I giudici in sostanza hanno ritenuto, basandosi su una perizia, che i figli, pur avendo intrapreso le attività aziendali molto giovani (a metà dello scorso decennio avevano tutti intorno a 25 anni), avrebbero avuto risorse proprie per avviarle e che dunque i fondi non fossero dei loro padri, considerati contigui ai boss e in particolare a Bernardo Provenzano.
Vincenzo, Gaetano e Salvatore Vito Cavallotti si sarebbero interessati del lavoro dei figli solo in quanto capocantieri ed esperti della materia, mentre a trattare su prezzi e fatturazioni degli acquisti sarebbero stati i figli.

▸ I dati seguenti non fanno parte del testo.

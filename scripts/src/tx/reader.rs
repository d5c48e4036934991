use alloy::{
    primitives::{Address, Bytes, U256},
    providers::Provider,
};

use crate::{errors::ScriptError, tx::client::RpcProvider};

/// Get the next nonce of the given account
pub async fn get_nonce(client: &RpcProvider, account: Address) -> Result<u64, ScriptError> {
    client
        .get_transaction_count(account)
        .await
        .map_err(|e| ScriptError::NonceFetching(e.to_string()))
}

/// Get the native balance of the given account
pub async fn get_balance(client: &RpcProvider, account: Address) -> Result<U256, ScriptError> {
    client
        .get_balance(account)
        .await
        .map_err(|e| ScriptError::ContractInteraction(e.to_string()))
}

/// Get the runtime code stored at the given address
pub async fn get_code(client: &RpcProvider, contract: Address) -> Result<Bytes, ScriptError> {
    client
        .get_code_at(contract)
        .await
        .map_err(|e| ScriptError::ContractInteraction(e.to_string()))
}
//! Definitions of errors that can occur during the execution of the deploy scripts

use std::{
    error::Error,
    fmt::{self, Display, Formatter},
};

/// Errors that can occur during the execution of the deploy scripts
#[derive(Debug, Clone, PartialEq, Eq)]
pub enum ScriptError {
    /// Error when creating the client
    ClientInitialization(String),
    /// Error when fetching the nonce to deploy a contract
    NonceFetching(String),
    /// Error when locating or decoding a compiled contract artifact
    ArtifactLoading(String),
    /// Error encoding the constructor arguments of a contract
    ConstructorEncoding(String),
    /// A named account that isn't configured, or doesn't map to a signer
    UnknownNamedAccount(String),
    /// A tag that no deploy script carries
    UnknownTag(String),
    /// Error deploying a contract
    ContractDeployment(String),
    /// Error reading from or sending to the chain
    ContractInteraction(String),
}

impl Display for ScriptError {
    fn fmt(&self, f: &mut Formatter<'_>) -> fmt::Result {
        match self {
            ScriptError::ClientInitialization(s) => write!(f, "error during client init: {}", s),
            ScriptError::NonceFetching(s) => {
                write!(f, "error during nonce fetching for client signing: {}", s)
            }
            ScriptError::ArtifactLoading(s) => write!(f, "error loading contract artifact: {}", s),
            ScriptError::ConstructorEncoding(s) => {
                write!(f, "error encoding constructor arguments: {}", s)
            }
            ScriptError::UnknownNamedAccount(s) => write!(f, "unknown named account: {}", s),
            ScriptError::UnknownTag(s) => write!(f, "no deploy script is tagged {}", s),
            ScriptError::ContractDeployment(s) => write!(f, "error deploying contract: {}", s),
            ScriptError::ContractInteraction(s) => {
                write!(f, "error interacting with contract: {}", s)
            }
        }
    }
}

impl Error for ScriptError {}
//! Definitions of CLI arguments and commands for deploy scripts

use std::path::PathBuf;

use clap::{Args, Parser, Subcommand};
use tracing::info;

use crate::{
    commands::{deploy, list_scripts, predict_address},
    constants::{DEFAULT_ARTIFACTS_DIR, DEPLOYER_ACCOUNT},
    errors::ScriptError,
    tx::client::ClientConfig,
};

/// Scripts for deploying the MerkleTreeNFT contract
#[derive(Parser)]
pub struct Cli {
    /// Private key of the deployer, defaults to `DEPLOYER_PRIVATE_KEY`
    #[arg(short, long)]
    pub priv_key: Option<String>,

    /// Network RPC URL, defaults to `RPC_URL` or a local node
    #[arg(short, long)]
    pub rpc_url: Option<String>,

    /// The command to run
    #[command(subcommand)]
    pub command: Command,
}

/// The possible CLI commands
#[derive(Subcommand)]
pub enum Command {
    /// Run the deploy scripts
    Deploy(DeployArgs),
    /// List the deploy scripts and the named accounts
    List,
    /// Print the address the next deployment of an account will land on
    PredictAddress(PredictAddressArgs),
}

impl Command {
    /// Run the command
    pub async fn run(
        self,
        priv_key: Option<String>,
        rpc_url: Option<String>,
    ) -> Result<(), ScriptError> {
        match self {
            Command::Deploy(args) => {
                info!("Deploying contracts...");
                let config = ClientConfig::resolve(priv_key, rpc_url)?;
                deploy(args, &config).await?;
                Ok(())
            }
            Command::List => {
                for line in list_scripts() {
                    println!("{line}");
                }
                Ok(())
            }
            Command::PredictAddress(args) => {
                let config = ClientConfig::resolve(priv_key, rpc_url)?;
                let address = predict_address(args, &config).await?;
                println!("{address}");
                Ok(())
            }
        }
    }
}

/// Run the deploy scripts
#[derive(Args)]
pub struct DeployArgs {
    /// Only run the scripts carrying one of these tags
    #[arg(short, long, value_delimiter = ',')]
    pub tags: Vec<String>,

    /// Directory holding the compiled contract artifacts
    #[arg(short, long, default_value = DEFAULT_ARTIFACTS_DIR)]
    pub artifacts: PathBuf,
}

/// Predict a deployment address
#[derive(Args)]
pub struct PredictAddressArgs {
    /// Named account doing the deployment
    #[arg(short, long, default_value = DEPLOYER_ACCOUNT)]
    pub account: String,
}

In un processo celebrato a Termini Imerese, nel 2017 alcuni dei Cavallotti erano stati processati per fittizia intestazione di beni, ottenendo il proscioglimento per prescrizione, con una sentenza oggi definitiva. La vicenda delle misure di prevenzione si era intrecciata con il caso Saguto e con le pesanti polemiche sollevate dai Cavallotti circa la presunta pretestuosità del sequestro da loro subito, diretto – secondo la tesi difensiva – unicamente a depauperare le società, per alimentare il “sistema” voluto dalla ex presidente delle misure di prevenzione, oggi radiata dalla magistratura. (AGI)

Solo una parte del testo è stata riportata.